Filter the entries for lines with the word "format".

▶ _Saved data entries_
= Beginning of Section =

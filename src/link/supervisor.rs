//! Supervising task.
//!
//! Every link runs exactly one supervisor. It owns the transport channel,
//! drives the connect/reconnect state machine and is the only writer of the
//! connection state. Callers reach it through a command channel.
//!
//! # State Machine
//!
//! ```text
//!                connect()                 open ok
//! Disconnected ───────────► Connecting ───────────► Connected
//!      ▲                         │                      │
//!      │   open failed:          │                      │ read/write fault,
//!      │   retry after delay     │                      │ zero-length read:
//!      └─────────────────────────┘                      │ reconnect at once
//!      └────────────────────────────────────────────────┘
//! ```
//!
//! Disable tears the channel down (stream transports) and cancels any pending
//! connect or retry. Connectionless transports keep their socket and discard
//! inbound data while disabled.

// ============================================================================
// Imports
// ============================================================================

use std::future::pending;
use std::sync::Arc;

use tokio::runtime::Handle;
use tokio::sync::mpsc;
use tokio::task::JoinHandle;
use tokio::time::{Instant, sleep_until, timeout};
use tracing::{debug, info, trace, warn};

use crate::error::{Error, Result};
use crate::events::LinkEvent;
use crate::options::LinkOptions;
use crate::queue::PushOutcome;
use crate::transport::{Channel, Transport};

use super::LinkShared;
use super::status::ConnectionState;

// ============================================================================
// Types
// ============================================================================

/// In-flight connect attempt.
type ConnectTask = JoinHandle<Result<Box<dyn Channel>>>;

/// Commands from link handles to the supervisor.
#[derive(Debug)]
pub(crate) enum Command {
    /// Write a payload.
    Send(Vec<u8>),
    /// Apply an enabled-state change.
    SetEnabled(bool),
    /// Close the transport and exit.
    Shutdown,
}

// ============================================================================
// Supervisor
// ============================================================================

pub(crate) struct Supervisor {
    /// State shared with link handles.
    shared: Arc<LinkShared>,
    /// Opens channels.
    transport: Arc<dyn Transport>,
    /// Tuning.
    options: LinkOptions,
    /// Commands from handles.
    commands: mpsc::UnboundedReceiver<Command>,
    /// Open channel, if connected.
    channel: Option<Box<dyn Channel>>,
    /// In-flight connect; doubles as the "connect pending" marker.
    pending_connect: Option<ConnectTask>,
    /// Scheduled retry.
    retry_at: Option<Instant>,
    /// Receive buffer.
    read_buf: Vec<u8>,
}

impl Supervisor {
    /// Spawns the supervisor and returns its command sender.
    pub(crate) fn spawn(
        runtime: &Handle,
        shared: Arc<LinkShared>,
        transport: Arc<dyn Transport>,
        options: LinkOptions,
    ) -> mpsc::UnboundedSender<Command> {
        let (command_tx, commands) = mpsc::unbounded_channel();

        let supervisor = Self {
            shared,
            transport,
            read_buf: vec![0u8; options.read_buffer_size],
            options,
            commands,
            channel: None,
            pending_connect: None,
            retry_at: None,
        };
        runtime.spawn(supervisor.run());

        command_tx
    }

    /// Main loop.
    async fn run(mut self) {
        info!(
            link = %self.shared.id,
            endpoint = %self.transport.endpoint(),
            kind = %self.transport.kind(),
            "Link supervisor started"
        );

        self.connect();

        loop {
            let retry_at = self.retry_at;

            tokio::select! {
                command = self.commands.recv() => match command {
                    Some(Command::Send(bytes)) => self.handle_send(bytes).await,
                    Some(Command::SetEnabled(enabled)) => self.handle_set_enabled(enabled).await,
                    Some(Command::Shutdown) => {
                        debug!(link = %self.shared.id, "Shutdown command received");
                        break;
                    }
                    None => {
                        debug!(link = %self.shared.id, "All link handles dropped");
                        break;
                    }
                },

                result = join_connect(&mut self.pending_connect), if self.pending_connect.is_some() => {
                    self.pending_connect = None;
                    self.on_connect_finished(result).await;
                }

                read = read_channel(&mut self.channel, &mut self.read_buf), if self.channel.is_some() => {
                    self.on_read(read).await;
                }

                () = sleep_until(retry_at.unwrap_or_else(Instant::now)), if retry_at.is_some() => {
                    self.retry_at = None;
                    debug!(link = %self.shared.id, "Retrying connect");
                    self.connect();
                }
            }
        }

        self.cancel_connect();
        self.close_channel().await;
        self.set_state(ConnectionState::Disconnected);

        info!(link = %self.shared.id, "Link supervisor stopped");
    }
}

// ============================================================================
// Supervisor - Commands
// ============================================================================

impl Supervisor {
    async fn handle_send(&mut self, bytes: Vec<u8>) {
        if !self.is_active() {
            trace!(link = %self.shared.id, "Send ignored while disabled");
            return;
        }

        if self.channel.is_none() {
            debug!(
                link = %self.shared.id,
                len = bytes.len(),
                "Send dropped while disconnected"
            );
            self.report(Error::NotConnected, "send");
            return;
        }
        let Some(channel) = self.channel.as_mut() else {
            return;
        };

        let result = channel.send(&bytes).await;
        match result {
            Ok(()) => trace!(link = %self.shared.id, len = bytes.len(), "Sent"),
            Err(e) if self.transport.is_connectionless() => {
                warn!(link = %self.shared.id, error = %e, "Datagram send failed");
                self.report(e, "send");
            }
            Err(e) => self.fault(e, "send").await,
        }
    }

    async fn handle_set_enabled(&mut self, enabled: bool) {
        if enabled {
            if self.channel.is_none() {
                self.connect();
            }
            return;
        }

        self.cancel_connect();

        if !self.transport.is_connectionless() {
            self.close_channel().await;
            self.set_state(ConnectionState::Disconnected);
        }
    }
}

// ============================================================================
// Supervisor - Connection Lifecycle
// ============================================================================

impl Supervisor {
    /// Starts a connect attempt unless one is pending or not wanted.
    fn connect(&mut self) {
        if !self.is_active() {
            return;
        }
        if self.pending_connect.is_some() {
            debug!(link = %self.shared.id, "Connect already in flight");
            return;
        }
        if self.channel.is_some() {
            return;
        }

        self.retry_at = None;
        self.set_state(ConnectionState::Connecting);

        let transport = Arc::clone(&self.transport);
        let connect_timeout = self.options.connect_timeout;

        debug!(
            link = %self.shared.id,
            endpoint = %transport.endpoint(),
            "Connecting"
        );

        self.pending_connect = Some(tokio::spawn(async move {
            timeout(connect_timeout, transport.open())
                .await
                .map_err(|_| Error::connection_timeout(connect_timeout))?
        }));
    }

    async fn on_connect_finished(&mut self, result: Result<Box<dyn Channel>>) {
        match result {
            Ok(mut channel) => {
                if !self.is_active() {
                    channel.close().await;
                    self.set_state(ConnectionState::Disconnected);
                    return;
                }

                self.channel = Some(channel);
                info!(
                    link = %self.shared.id,
                    endpoint = %self.transport.endpoint(),
                    "Link connected"
                );
                self.set_state(ConnectionState::Connected);
            }
            Err(e) => {
                warn!(
                    link = %self.shared.id,
                    endpoint = %self.transport.endpoint(),
                    error = %e,
                    "Connect failed"
                );
                self.set_state(ConnectionState::Disconnected);
                self.report(e, format!("connect to {}", self.transport.endpoint()));
                self.schedule_retry();
            }
        }
    }

    fn schedule_retry(&mut self) {
        if !self.is_active() {
            return;
        }
        let delay = self.options.reconnect_delay;
        self.retry_at = Some(Instant::now() + delay);
        debug!(
            link = %self.shared.id,
            delay_ms = u64::try_from(delay.as_millis()).unwrap_or(u64::MAX),
            "Reconnect scheduled"
        );
    }

    /// Drops any pending connect and scheduled retry.
    fn cancel_connect(&mut self) {
        if let Some(task) = self.pending_connect.take() {
            task.abort();
            debug!(link = %self.shared.id, "Pending connect cancelled");
        }
        self.retry_at = None;
    }

    async fn close_channel(&mut self) {
        if let Some(mut channel) = self.channel.take() {
            channel.close().await;
            debug!(link = %self.shared.id, "Channel closed");
        }
    }

    /// Tears the channel down after a fault and reconnects immediately.
    async fn fault(&mut self, error: Error, context: &str) {
        warn!(
            link = %self.shared.id,
            context,
            error = %error,
            "Transport fault"
        );

        self.close_channel().await;
        self.set_state(ConnectionState::Disconnected);
        self.report(error, context);
        self.connect();
    }
}

// ============================================================================
// Supervisor - Receive Path
// ============================================================================

impl Supervisor {
    async fn on_read(&mut self, read: Result<usize>) {
        let connectionless = self.transport.is_connectionless();

        match read {
            Ok(0) if connectionless => {}
            Ok(0) => self.fault(Error::ConnectionClosed, "receive").await,
            Ok(n) => self.enqueue(n),
            Err(e) if connectionless => {
                warn!(link = %self.shared.id, error = %e, "Datagram receive failed");
                self.report(e, "receive");
            }
            Err(e) => self.fault(e, "receive").await,
        }
    }

    fn enqueue(&mut self, len: usize) {
        if !self.is_active() {
            trace!(link = %self.shared.id, len, "Inbound data discarded while disabled");
            return;
        }

        let chunk = self.read_buf[..len].to_vec();
        let outcome = self.shared.queue.push(chunk);

        if let PushOutcome::Overflowed { dropped } = outcome {
            warn!(
                link = %self.shared.id,
                capacity = self.shared.queue.capacity(),
                dropped,
                "Inbound queue overflow"
            );
            self.report(
                Error::queue_overflow(self.shared.queue.capacity(), dropped),
                "inbound queue",
            );
        }

        trace!(link = %self.shared.id, len, "Chunk queued");
        self.shared.events.emit(&LinkEvent::DataReceived);
    }
}

// ============================================================================
// Supervisor - Helpers
// ============================================================================

impl Supervisor {
    fn is_active(&self) -> bool {
        let status = &self.shared.status;
        status.is_enabled() && !status.is_disposed()
    }

    /// Stores a state and raises `ConnectedChanged` when connectivity flips.
    fn set_state(&self, state: ConnectionState) {
        let previous = self.shared.status.swap_state(state);
        let was_connected = previous == ConnectionState::Connected;
        let is_connected = state == ConnectionState::Connected;

        if was_connected != is_connected {
            self.shared
                .events
                .emit(&LinkEvent::ConnectedChanged(is_connected));
        }
    }

    fn report(&self, error: Error, context: impl Into<String>) {
        self.shared.events.emit(&LinkEvent::error(error, context));
    }
}

/// Awaits the pending connect, or never resolves if there is none.
async fn join_connect(slot: &mut Option<ConnectTask>) -> Result<Box<dyn Channel>> {
    match slot {
        Some(task) => match task.await {
            Ok(result) => result,
            Err(e) => Err(Error::connection(format!("connect task failed: {e}"))),
        },
        None => pending_forever().await,
    }
}

/// Reads from the channel, or never resolves if there is none.
async fn read_channel(channel: &mut Option<Box<dyn Channel>>, buf: &mut [u8]) -> Result<usize> {
    match channel {
        Some(channel) => channel.receive(buf).await,
        None => pending_forever().await,
    }
}

async fn pending_forever<T>() -> T {
    pending().await
}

= End of Section =

▶ _Response area_
                self.report(e, format!("connect to {}", self.transport.endpoint()));
            Err(e) => Err(Error::connection(format!("connect task failed: {e}"))),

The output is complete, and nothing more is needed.